THE RENAISSANCE: STUDIES IN ART AND POETRY WALTER 
HORATIO PATER 
London: 1910. (The Library Edition.) 
 
CONTENTS 
Preface: vii-xv 
Two Early French Stories: 1 -29 
Pico della Mirandola: 30-49 
Sandro Botticelli: 50-62 
Luca della Robbia: 63-72 
The Poetry of Michelangelo: 73-97 
Leonardo da Vinci: 98-129 
The School of Giorgione: 130-154 
Joachim du Bellay: 155-176 
Winckelmann: 177-232 
Conclusion: 233-end 
 
DEDICATION 
To C.L.S February 1873
PREFACE 
[vii] Many attempts have been made by writers on art and poetry to 
define beauty in the abstract, to express it in the most general terms, to 
find some universal formula for it. The value of these attempts has 
most often been in the suggestive and penetrating things said by the 
way. Such discussions help us very little to enjoy what has been well 
done in art or poetry, to discriminate between what is more and what is 
less excellent in them, or to use words like beauty, excellence, art, 
poetry, with a more precise meaning than they would otherwise have. 
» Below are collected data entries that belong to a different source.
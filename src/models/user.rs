//! User model, permissions and JWT claims

use chrono::{DateTime, Utc};
use serde::{Deserialize, Serialize};
use sqlx::FromRow;
use utoipa::ToSchema;
use validator::Validate;

use crate::error::AppError;

/// Named capabilities beyond mere authentication. Every flag gates a
/// specific set of actions; authentication alone grants none of them.
#[derive(Debug, Clone, Copy, Default, PartialEq, Eq, Serialize, Deserialize, ToSchema)]
pub struct Permissions {
    /// Create, update and delete authors
    pub manage_authors: bool,
    /// Create, update and delete books, copies, genres and languages
    pub manage_books: bool,
    /// Loan, renew and mark copies returned; see the all-borrowed listing
    pub mark_returned: bool,
}

/// Full user model from database
#[derive(Debug, Clone, Serialize, Deserialize, FromRow, ToSchema)]
pub struct User {
    pub id: i32,
    pub login: String,
    /// Hashed password (argon2)
    #[serde(skip_serializing)]
    pub password: String,
    pub firstname: Option<String>,
    pub lastname: Option<String>,
    pub manage_authors: bool,
    pub manage_books: bool,
    pub mark_returned: bool,
    pub created_at: Option<DateTime<Utc>>,
}

impl User {
    pub fn permissions(&self) -> Permissions {
        Permissions {
            manage_authors: self.manage_authors,
            manage_books: self.manage_books,
            mark_returned: self.mark_returned,
        }
    }
}

/// Create user request
#[derive(Debug, Deserialize, Validate, ToSchema)]
pub struct CreateUser {
    #[validate(length(min = 3, message = "Login must be at least 3 characters"))]
    pub login: String,
    #[validate(length(min = 4, message = "Password must be at least 4 characters"))]
    pub password: String,
    pub firstname: Option<String>,
    pub lastname: Option<String>,
    #[serde(default)]
    pub permissions: Permissions,
}

/// JWT Claims for authenticated users
#[derive(Debug, Clone, Serialize, Deserialize)]
pub struct UserClaims {
    pub sub: String,
    pub user_id: i32,
    pub permissions: Permissions,
    pub exp: i64,
    pub iat: i64,
}

impl UserClaims {
    /// Create a new JWT token
    pub fn create_token(&self, secret: &str) -> Result<String, jsonwebtoken::errors::Error> {
        use jsonwebtoken::{encode, EncodingKey, Header};
        encode(
            &Header::default(),
            self,
            &EncodingKey::from_secret(secret.as_bytes()),
        )
    }

    /// Parse JWT token
    pub fn from_token(token: &str, secret: &str) -> Result<Self, jsonwebtoken::errors::Error> {
        use jsonwebtoken::{decode, DecodingKey, Validation};
        let token_data = decode::<Self>(
            token,
            &DecodingKey::from_secret(secret.as_bytes()),
            &Validation::default(),
        )?;
        Ok(token_data.claims)
    }

    // Authorization checks

    pub fn require_manage_authors(&self) -> Result<(), AppError> {
        if self.permissions.manage_authors {
            Ok(())
        } else {
            Err(AppError::Authorization(
                "Author management permission required".to_string(),
            ))
        }
    }

    pub fn require_manage_books(&self) -> Result<(), AppError> {
        if self.permissions.manage_books {
            Ok(())
        } else {
            Err(AppError::Authorization(
                "Book management permission required".to_string(),
            ))
        }
    }

    pub fn require_mark_returned(&self) -> Result<(), AppError> {
        if self.permissions.mark_returned {
            Ok(())
        } else {
            Err(AppError::Authorization(
                "Mark-returned permission required".to_string(),
            ))
        }
    }
}

#[cfg(test)]
mod tests {
    use super::*;

    fn claims(permissions: Permissions) -> UserClaims {
        UserClaims {
            sub: "testuser".to_string(),
            user_id: 1,
            permissions,
            exp: Utc::now().timestamp() + 3600,
            iat: Utc::now().timestamp(),
        }
    }

    #[test]
    fn authentication_alone_grants_no_permission() {
        let claims = claims(Permissions::default());
        assert!(claims.require_manage_authors().is_err());
        assert!(claims.require_manage_books().is_err());
        assert!(claims.require_mark_returned().is_err());
    }

    #[test]
    fn held_permission_allows_the_action() {
        let claims = claims(Permissions {
            mark_returned: true,
            ..Default::default()
        });
        assert!(claims.require_mark_returned().is_ok());
        // Other gates stay closed
        assert!(claims.require_manage_books().is_err());
    }

    #[test]
    fn token_round_trip_preserves_claims() {
        let original = claims(Permissions {
            manage_authors: true,
            manage_books: false,
            mark_returned: true,
        });
        let token = original.create_token("test-secret").unwrap();
        let decoded = UserClaims::from_token(&token, "test-secret").unwrap();
        assert_eq!(decoded.sub, original.sub);
        assert_eq!(decoded.user_id, original.user_id);
        assert_eq!(decoded.permissions, original.permissions);
    }

    #[test]
    fn token_with_wrong_secret_is_rejected() {
        let token = claims(Permissions::default()).create_token("secret-a").unwrap();
        assert!(UserClaims::from_token(&token, "secret-b").is_err());
    }
}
Beauty, like all other qualities presented to human experience, is 
relative; and the definition of it becomes unmeaning and useless in 
proportion to its abstractness. To define beauty, not in the most abstract 
but in the most concrete terms possible, to find not its universal 
formula, but the formula which expresses most adequately this or that 
[viii] special manifestation of it, is the aim of the true student of 
aesthetics. 
"To see the object as in itself it really is," has been justly said to be the 
aim of all true criticism whatever, and in aesthetic criticism the first 
step towards seeing one's object as it really is, is to know one's own 
impression as it really is, to discriminate it, to realise it distinctly. The 
objects with which aesthetic criticism deals--music, poetry, artistic and 
accomplished forms of human life--are indeed receptacles of so many 
powers or forces: they possess, like the products of nature, so many 
virtues or qualities. What is this song or picture, this engaging 
personality presented in life or in a book, to me? What effect does it 
really produce on me? Does it give me pleasure? and if so, what sort or 
degree of pleasure? How is my nature modified by its presence, and 
under its influence? The answers to these questions are the original 
facts with which the aesthetic critic has to do; and, as in the study of 
light, of morals, of number, one must realise such primary data for 
one's self, or not at all. And he who experiences these impressions 
strongly, and drives directly at the discrimination and analysis of them, 
has no need to trouble himself with the abstract question what beauty is 
in itself, or what its exact relation to truth or [ix] 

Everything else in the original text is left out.